If I have to perform a really large range scan - assume a few 10s of million rows from a single client, what would be the suggested mechanism without running into 5-sec transaction limit?
Some more details
- Scan required for order of 10s of million rows - actual bytes could run into few GB.
- Key distribution is not precisely known in advance.
- Even if FDB can return so much data to the single client (concurrent) within 5 seconds, assume that the client itself cannot hold all the returned data in memory and there would apply some processing on the incoming stream. Due to amount of computation required, this processing can overflow 5 seconds.
- It is acceptable that client does not see any new data after it started the read operation.
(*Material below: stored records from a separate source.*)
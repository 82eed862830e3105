//! Prometheus metrics definitions.

use once_cell::sync::Lazy;
use prometheus::{
    register_int_counter, register_int_counter_vec, register_int_gauge, IntCounter, IntCounterVec,
    IntGauge,
};

/// Coalesced batches flushed into the pipeline.
pub static BATCHES_TOTAL: Lazy<IntCounter> = Lazy::new(|| {
    register_int_counter!(
        "palwatch_batches_total",
        "Total number of coalesced save batches analyzed"
    )
    .unwrap()
});

/// Events accepted by the gate and broadcast, by kind.
pub static EVENTS_EMITTED: Lazy<IntCounterVec> = Lazy::new(|| {
    register_int_counter_vec!(
        "palwatch_events_emitted_total",
        "Total number of events broadcast to consumers",
        &["kind"]
    )
    .unwrap()
});

/// Candidate events suppressed by the cooldown gate.
pub static EVENTS_SUPPRESSED: Lazy<IntCounter> = Lazy::new(|| {
    register_int_counter!(
        "palwatch_events_suppressed_total",
        "Total number of candidate events suppressed by the cooldown"
    )
    .unwrap()
});

/// Save parses that failed and fell back to path classification.
pub static PARSE_FAILURES: Lazy<IntCounter> = Lazy::new(|| {
    register_int_counter!(
        "palwatch_parse_failures_total",
        "Total number of failed save parses"
    )
    .unwrap()
});

/// Upstream relay connection attempts.
pub static RELAY_CONNECTS: Lazy<IntCounter> = Lazy::new(|| {
    register_int_counter!(
        "palwatch_relay_connects_total",
        "Total number of upstream relay connection attempts"
    )
    .unwrap()
});

/// Currently attached push-channel consumers.
pub static CONNECTED_CLIENTS: Lazy<IntGauge> = Lazy::new(|| {
    register_int_gauge!(
        "palwatch_connected_clients",
        "Number of currently attached consumers"
    )
    .unwrap()
});

/// Initialize all metrics (call once at startup).
pub fn init_metrics() {
    // Access lazy statics to register them
    let _ = &*BATCHES_TOTAL;
    let _ = &*EVENTS_EMITTED;
    let _ = &*EVENTS_SUPPRESSED;
    let _ = &*PARSE_FAILURES;
    let _ = &*RELAY_CONNECTS;
    let _ = &*CONNECTED_CLIENTS;

    tracing::debug!("Prometheus metrics initialized");
}

#[cfg(test)]
mod tests {
    use super::*;

    #[test]
    fn test_metrics_init() {
        init_metrics();

        BATCHES_TOTAL.inc();
        assert!(BATCHES_TOTAL.get() >= 1);

        EVENTS_EMITTED.with_label_values(&["world_save"]).inc();
        CONNECTED_CLIENTS.set(3);
        assert_eq!(CONNECTED_CLIENTS.get(), 3);
    }
}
- Very likely there will not be any concurrent writes to the range being read, while this range scan is going on; however, if possible, it would be preferable to not abort those concurrent write transactions if they do occur.
What I want is to create an iterator of the response of a single rangeRead() which will exceed a time limit of 5 sec and byte limit of 1000000 bytes.
A few challenges to the same are
- How do I break a single rangeRead into multi rangeReads [ batching]
- How do I manage my transaction? should I close/commit the transaction at the end of the batch and start new on the start of batch
- Is snapshot reads only possible strategy? Does foundationdb support other kinds of read-only transactions?
Any pseudocode will be highly appreciated.